19 thoughts on “Keto Croissants

  1. Hi Jackie,
    Been lurking the Internet for weeks in search of this.
    Being from Paris, low carb life is impossible without croissants.
    Thanks a lot for this, I’ll try and let you know.
    Good luck for your journey!
    J.

    1. Hi Johan, thanks for the comment! This is definitely a developmental recipe and there’s a lot of things I want to try. I’ll be sure to share any new findings. Would love to know how yours goes!

  2. Hello,
    I really enjoyed making standard croissant in the past but actually on keto is different, did you use special keto mix flour or almon one? Thanks for suggestions

  3. Wondering what the purpose of micellar casein is and the whey protein? Asking because I’d like to substitute those ingredients for ones that don’t have casein in it as I would be baking the for individuals with casein sensitivities.

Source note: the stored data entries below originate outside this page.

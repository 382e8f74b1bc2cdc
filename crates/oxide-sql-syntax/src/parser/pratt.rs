//! Operator priority table for the expression grammar.
//!
//! Lower priorities bind looser. An operator continues an expression only
//! when its priority is strictly greater than the minimum the caller asked
//! for, and its right operand is parsed with that priority as the new
//! minimum, which makes operators of one tier associate to the left.

#[allow(clippy::enum_glob_use)]
use crate::SyntaxKind::{self, *};

/// How a tier combines with its operands.
#[derive(Debug, Clone, Copy, PartialEq, Eq)]
pub(crate) enum Fixity {
    /// A complete expression on its own (literal, column, `CASE`, ...).
    Atom,
    /// An operator in front of its operand, or a keyword opening a
    /// bracketed form (`CAST (...)`, `(...)`).
    Prefix,
    /// Follows a finished left operand and takes no right operand
    /// expression at its own tier.
    Postfix,
    /// `left op right`.
    Binary,
}

/// One row of the priority table.
#[derive(Debug, Clone, Copy)]
pub(crate) struct Tier {
    pub(crate) name: &'static str,
    pub(crate) priority: u8,
    pub(crate) fixity: Fixity,
    /// Node kinds this tier produces.
    pub(crate) kinds: &'static [SyntaxKind],
}

const fn tier(
    name: &'static str,
    priority: u8,
    fixity: Fixity,
    kinds: &'static [SyntaxKind],
) -> Tier {
    Tier {
        name,
        priority,
        fixity,
        kinds,
    }
}

/// Every expression tier, in the order atoms are tried.
pub(crate) static TIERS: [Tier; 21] = [
    tier("raise", 0, Fixity::Atom, &[RAISE_FUNCTION_EXPRESSION]),
    tier("case", 0, Fixity::Atom, &[CASE_EXPRESSION]),
    tier("exists", 0, Fixity::Atom, &[EXISTS_EXPRESSION, SUBQUERY_EXPRESSION]),
    tier("in", 5, Fixity::Postfix, &[IN_EXPRESSION]),
    tier("isnull", 6, Fixity::Postfix, &[ISNULL_EXPRESSION]),
    tier("like", 7, Fixity::Binary, &[LIKE_EXPRESSION]),
    tier("cast", 0, Fixity::Prefix, &[CAST_EXPRESSION]),
    tier("function_call", 0, Fixity::Atom, &[FUNCTION_CALL_EXPRESSION]),
    tier("or", 1, Fixity::Binary, &[OR_EXPRESSION]),
    tier("and", 2, Fixity::Binary, &[AND_EXPRESSION]),
    tier(
        "equivalence",
        10,
        Fixity::Binary,
        &[EQUIVALENCE_EXPRESSION, BETWEEN_EXPRESSION],
    ),
    tier("comparison", 11, Fixity::Binary, &[COMPARISON_EXPRESSION]),
    tier("bit", 12, Fixity::Binary, &[BIT_EXPRESSION]),
    tier("add", 13, Fixity::Binary, &[ADD_EXPRESSION]),
    tier("mul", 14, Fixity::Binary, &[MUL_EXPRESSION]),
    tier("concat", 15, Fixity::Binary, &[CONCAT_EXPRESSION]),
    tier("unary", UNARY_PRIORITY, Fixity::Prefix, &[UNARY_EXPRESSION]),
    tier("collate", 17, Fixity::Postfix, &[COLLATE_EXPRESSION]),
    tier("literal", 0, Fixity::Atom, &[LITERAL_EXPRESSION]),
    tier("column_ref", 0, Fixity::Atom, &[COLUMN_REF_EXPRESSION]),
    tier("paren", 0, Fixity::Prefix, &[PAREN_EXPRESSION]),
];

/// Priority at which the operand of a unary operator is parsed.
pub(crate) const UNARY_PRIORITY: u8 = 16;

/// Entry point: accepts any operator.
pub(crate) const LOWEST_PRIORITY: u8 = 0;

/// An operator that continues an expression after its left operand.
#[derive(Debug, Clone, Copy, PartialEq, Eq)]
pub(crate) enum Infix {
    In,
    IsNull,
    Like,
    Or,
    And,
    Equivalence,
    Between,
    Comparison,
    Bit,
    Add,
    Mul,
    Concat,
    Collate,
}

impl Infix {
    pub(crate) fn tier(self) -> &'static Tier {
        let index = match self {
            Self::In => 3,
            Self::IsNull => 4,
            Self::Like => 5,
            Self::Or => 8,
            Self::And => 9,
            Self::Equivalence | Self::Between => 10,
            Self::Comparison => 11,
            Self::Bit => 12,
            Self::Add => 13,
            Self::Mul => 14,
            Self::Concat => 15,
            Self::Collate => 17,
        };
        &TIERS[index]
    }

    pub(crate) fn priority(self) -> u8 {
        self.tier().priority
    }

    /// The node kind wrapping the operator and its operands.
    pub(crate) fn kind(self) -> SyntaxKind {
        let kinds = self.tier().kinds;
        match self {
            Self::Between => kinds[1],
            _ => kinds[0],
        }
    }

    /// True when the operator applies on top of a left operand parsed with
    /// `min_priority`.
    pub(crate) fn binds_above(self, min_priority: u8) -> bool {
        self.priority() > min_priority
    }
}

/// Classifies the operator starting at `first`, given the token after it.
///
/// `NOT` only continues an expression in front of `IN`, `NULL`, the
/// pattern operators or `BETWEEN`; anywhere else it ends the operand.
pub(crate) const fn infix_operator(first: SyntaxKind, second: SyntaxKind) -> Option<Infix> {
    let op = match first {
        OR_KW => Infix::Or,
        AND_KW => Infix::And,
        IN_KW => Infix::In,
        ISNULL_KW | NOTNULL_KW => Infix::IsNull,
        LIKE_KW | GLOB_KW | REGEXP_KW | MATCH_KW => Infix::Like,
        BETWEEN_KW => Infix::Between,
        NOT_KW => match second {
            IN_KW => Infix::In,
            NULL_KW => Infix::IsNull,
            LIKE_KW | GLOB_KW | REGEXP_KW | MATCH_KW => Infix::Like,
            BETWEEN_KW => Infix::Between,
            _ => return None,
        },
        EQ | EQEQ | NOT_EQ | LT_GT | IS_KW => Infix::Equivalence,
        LT | LT_EQ | GT | GT_EQ => Infix::Comparison,
        SHL | SHR | AMP | PIPE => Infix::Bit,
        PLUS | MINUS => Infix::Add,
        STAR | SLASH | PERCENT => Infix::Mul,
        CONCAT => Infix::Concat,
        COLLATE_KW => Infix::Collate,
        _ => return None,
    };
    Some(op)
}

/// Tokens that start a unary expression.
pub(crate) const fn is_unary_operator(kind: SyntaxKind) -> bool {
    matches!(kind, MINUS | PLUS | TILDE | NOT_KW)
}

    Experimental All-Purpose Keto Flour
    Yields: 214 g (approx. 2 2/3 cups)
    Nutrition: Per 20 g (1/4 cup) serving: 83 cal, 0. 1 g net carb, 1 g fat, 12 g protein

    60 g micellar casein
    40 g whey protein isolate, unflavored
    60 g inulin fiber
    20 g egg white powder
    20 g egg yolk powder
    4 g xanthan gum
    10 g psyllium husk (I use powdered)

    1. Hi Meghan! The reading I have done regarding the keto flour blend says that casein + inulin fiber creates structures that mimic what starch would typically do, which is suspend the proteins and create bulk for the gluten network. Whey protein is another bulking item that gives you substance in the form of protein instead of starch. I have never played with substitutes for these ingredients with bread items. Off the top of my head, I would probably try lupin flour, oat fiber, carbalose, wheat protein isolate. Happy experimenting!

  4. Hi Jackie,
    These looks great and I’d love to given them a go as I’ve tried more of a fathead dough recipe before which tasted great but the layering was not there.

    But I’m not eating gluten… Have you tried this not using the gluten? i.e. using 100% of that keto flour instead of 50/50?

    Regards
    Paul

    1. I have not attempted croissants without gluten because I’m fairly sure it won’t work! You really need that gluten network to inflate the dough and get nice air pockets.

  5. Hello Jackie! Your recipe and pictures for the croissants look soo delicious!…I will have to order the ingredients on Amazon…Just wondering if inulin fiber is the same as inulin powder?

    1. Hi Melissa, I believe they are the same. You’ll want to check if it comes from chicory root or jerusalem artichoke. I recall from Keto.Luna that you want the artichoke inulin.

  6. Hi Jackie! I’ve been searching for (edible) keto croissants for two years!! I’m SO excited to make these! One question though; if you have the croissants in a warm, humid spot to proof them, won’t that cause the butter to melt and be absorbed back into the dough?
    Thank you! Please post more recipes!

    1. Hi Anne, thank you so much for the comment! It’s a really good question and something I wondered as well. The final proof is fine at room temperature. It should not be so warm that it liquefies butter. The layers will still remain separate since it’s already shaped and you’re no longer manipulating and laminating. When you start baking it, you may notice some butter leakage but by that point, the layers should be pretty defined!

  7. So impressed! Have you had any luck with getting the honeycomb texture? I am working on these over the next couple months, hopefully, using your recipe and methods. I wonder what the honeycomb secret is? Cheers and thanks so much!

    1. Hey Mike, thanks for the comment! I have achieved the honeycomb baking regular flour croissants. The key is a nicely developed, stretchy dough and adequate proofing prior to baking. I have some brioche dough in the freezer with my low carb wheat flour, and plan to laminate it. I think it will get that honeycomb!

    1. Hi Debbie, you can find whole egg powder to substitute the egg white and egg yolk powder total weight. If you already have egg white powder, you could try something like heavy cream powder or golden flaxseed meal.